It’s a long way from Rabbi Shalom Hammer’s home in Beit Shemesh to Bergen County, where he will be speaking at schools and synagogues next week.
But it’s arguably not as large as the spiritual distance the Monsey-born, Yeshiva University-trained educator bridges in his daily life – as a lecturer for the Israeli army, speaking at several army bases each weak.
He lectures on ideology, under the auspices of the army rabbinate.
“I give them something to aspire to. I remind them of the great service they’re offering” the Jewish people, he said. “The soldiers need to be inspired, reminded of why they’re doing what they’re doing.”
|Rabbi Shalom Hammer|
|Who: Rabbi Shalom Hammer
What: Will give two public lectures
What: Tu b’Shvat seder with the Jewish Learning Experience
When: Tuesday, January 14, at 6:30 p.m.
Where: Congregation Rinat Yisrael, 389 West Englewood Ave., Teaneck
How much: $10; includes dinner
For information: 201-966-4498 or email@example.com
What: “Current Challenges in Israel: Soldier Identity, Morale, and the Future of the Jewish State”
When: Wednesday, January 15, at 8 p.m.
Where: Congregation Arzei Darom, 725 Queen Anne Rd., Teaneck
Co-sponsor: Zionist Organization of America
How much: Free
For information: firstname.lastname@example.org
The response he gets from the predominately non-religious soldiers to whom he speaks is positive, he added.
“I know how to build a rapport with them. They appreciate my open-mindedness, that I’m kind of grounded and approachable. I don’t speak to them. I don’t preach to them. My idea is to show what we have in common and commend them for their tremendous effort,” he said.
Rabbi Hammer said he feels there’s a tremendous interest in Judaism from a lot of secular Jews. “Not in religion” – by which he means religious practice – “but in Judaism,” meaning the texts and teachings of the Jewish tradition.
Most Israeli Orthodox rabbis, however, “aren’t in tune with what’s going on with society here,” he said. “There’s a tremendous disconnect between the secular Jews here in Israel and between the rabbis. Even a lot of religious Jews feel a disconnect from the rabbis.”
Rabbi Hammer treasures the individual connections he has made with the soldiers he teaches. Last Shabbat, he hosted a soldier who was interested in experiencing a Shabbat and seeing what it is about; over Sukkot he hosted soldiers, “for some of whom it was their first time in a sukkah.”
Recently, Rabbi Hammer decided to start teaching at non-religious kibbutzim and villages.
“I decided to take my own initiative, to show that we have a lot more in common than we think. We can use Judaism as a common agenda and can agree to disagree.”

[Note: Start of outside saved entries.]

//! Header policy for both directions of the proxy hop

use std::net::IpAddr;

use axum::http::header::{self, HeaderMap, HeaderName, HeaderValue};
use url::Url;

use super::target::TargetDescriptor;

/// Headers that would reveal the client address or the proxy hop
const FORWARDING_HEADERS: &[&str] = &[
    "x-forwarded-for",
    "x-forwarded-proto",
    "x-forwarded-host",
    "x-real-ip",
    "via",
    "forwarded",
    "from",
];

/// Check if a header is a hop-by-hop header that should not be forwarded
pub fn is_hop_by_hop_header(name: &str) -> bool {
    matches!(
        name.to_lowercase().as_str(),
        "connection"
            | "keep-alive"
            | "proxy-authenticate"
            | "proxy-authorization"
            | "proxy-connection"
            | "te"
            | "trailer"
            | "trailers"
            | "transfer-encoding"
            | "upgrade"
    )
}

pub fn is_forwarding_header(name: &str) -> bool {
    FORWARDING_HEADERS.contains(&name.to_lowercase().as_str())
}

/// Build the headers sent upstream from the client's headers
///
/// `Origin` and `Referer` are restated in terms of the target so the
/// proxy's own address never reaches it.
pub fn outbound_headers(
    inbound: &HeaderMap,
    target: &TargetDescriptor,
    user_agent: &str,
    synthetic_client: Option<IpAddr>,
) -> HeaderMap {
    let mut headers = HeaderMap::with_capacity(inbound.len() + 2);

    for (name, value) in inbound {
        let key = name.as_str();
        if is_hop_by_hop_header(key)
            || is_forwarding_header(key)
            || name == header::HOST
            || name == header::CONTENT_LENGTH
            || name == header::USER_AGENT
            || name == header::ACCEPT_ENCODING
            || name == header::ORIGIN
            || name == header::REFERER
        {
            continue;
        }
        headers.append(name.clone(), value.clone());
    }

    if let Ok(ua) = HeaderValue::from_str(user_agent) {
        headers.insert(header::USER_AGENT, ua);
    }

    if inbound.contains_key(header::ORIGIN) {
        if let Ok(origin) = HeaderValue::from_str(&target.origin) {
            headers.insert(header::ORIGIN, origin);
        }
    }

    if let Some(referer) = inbound
        .get(header::REFERER)
        .and_then(|v| v.to_str().ok())
        .and_then(proxied_referer)
        .and_then(|r| HeaderValue::from_str(r.as_str()).ok())
    {
        headers.insert(header::REFERER, referer);
    }

    let accept = negotiate_accept_encoding(inbound.get(header::ACCEPT_ENCODING));
    headers.insert(header::ACCEPT_ENCODING, HeaderValue::from_static(accept));

    if let Some(addr) = synthetic_client {
        if let Ok(value) = HeaderValue::from_str(&addr.to_string()) {
            headers.insert(HeaderName::from_static("x-forwarded-for"), value);
        }
    }

    headers
}

/// Recover the target page from a referer pointing at a proxy link
fn proxied_referer(referer: &str) -> Option<Url> {
    let referer = Url::parse(referer).ok()?;
    if referer.path() != "/proxy" {
        return None;
    }
    let (_, target) = referer.query_pairs().find(|(k, _)| k == "url")?;
    Url::parse(&target)
        .ok()
        .filter(|u| matches!(u.scheme(), "http" | "https"))
}

/// Narrow the client's accepted codings to the ones the rewriter can undo
pub fn negotiate_accept_encoding(client: Option<&HeaderValue>) -> &'static str {
    let Some(raw) = client.and_then(|v| v.to_str().ok()) else {
        return "identity";
    };

    let accepted = |coding: &str| {
        raw.split(',').any(|part| {
            let mut pieces = part.trim().split(';');
            let name = pieces.next().unwrap_or_default().trim();
            let refused = pieces.any(|p| {
                let p = p.trim().replace(' ', "");
                p == "q=0" || p == "q=0.0" || p == "q=0.00" || p == "q=0.000"
            });
            name.eq_ignore_ascii_case(coding) && !refused
        })
    };

    match (accepted("gzip"), accepted("deflate")) {
        (true, true) => "gzip, deflate",
        (true, false) => "gzip",
        (false, true) => "deflate",
        (false, false) => "identity",
    }
}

He has been calling up kibbutzim and speaking to the person in charge of programming cultural events.
The cold-calling works.
“Most of them are very welcoming, though they’re a little suspicious at first,” he said. “They appreciate that I explain that I have no religious agenda, no issue of kiruv” – proselytization – “that I want to demonstrate the unity of Am Yisrael” – the Jewish people – “by showing Jewish ideas.
“I usually have a source sheet they read along. I have lectures on the definition of Jewish strength, on leadership in our generation, on agriculture in the Jewish perspective. I try to find topics that will attract them.
“I approach the topics from sources in the Torah. I demonstrate that there’s a huge amount of intelligence and brilliance and lessons you can learn from Torah. There are things to learn from this special book of ours. Whether you decide to be religious or not – that’s your own business,” he said.
Rabbi Hammer’s entry to Israeli life came years ago.
He had been studying there toward his ordination from Yeshiva University when he received an offer to teach at an Israeli yeshiva high school.
“Like anyone from a modern Orthodox background,” he said, he and his wife “dreamed about living in Israel. You don’t know it’s a reality until it happens. The opportunity presented itself.”
He threw himself into the Israeli educational world, which was not all that different from the one with which he was familiar.
“If you’re good at teaching, if it’s natural for you, you can do it anywhere,” he said. “The challenges the kids are going through here are the challenges kids go through anywhere.”
He encourages Americans who plan to make aliyah and teach in Israel to consider teaching Israelis as opposed to going only to institutions that serve visiting Americans.
“The Israeli school system can use more Americans, with their professionalism,” he said.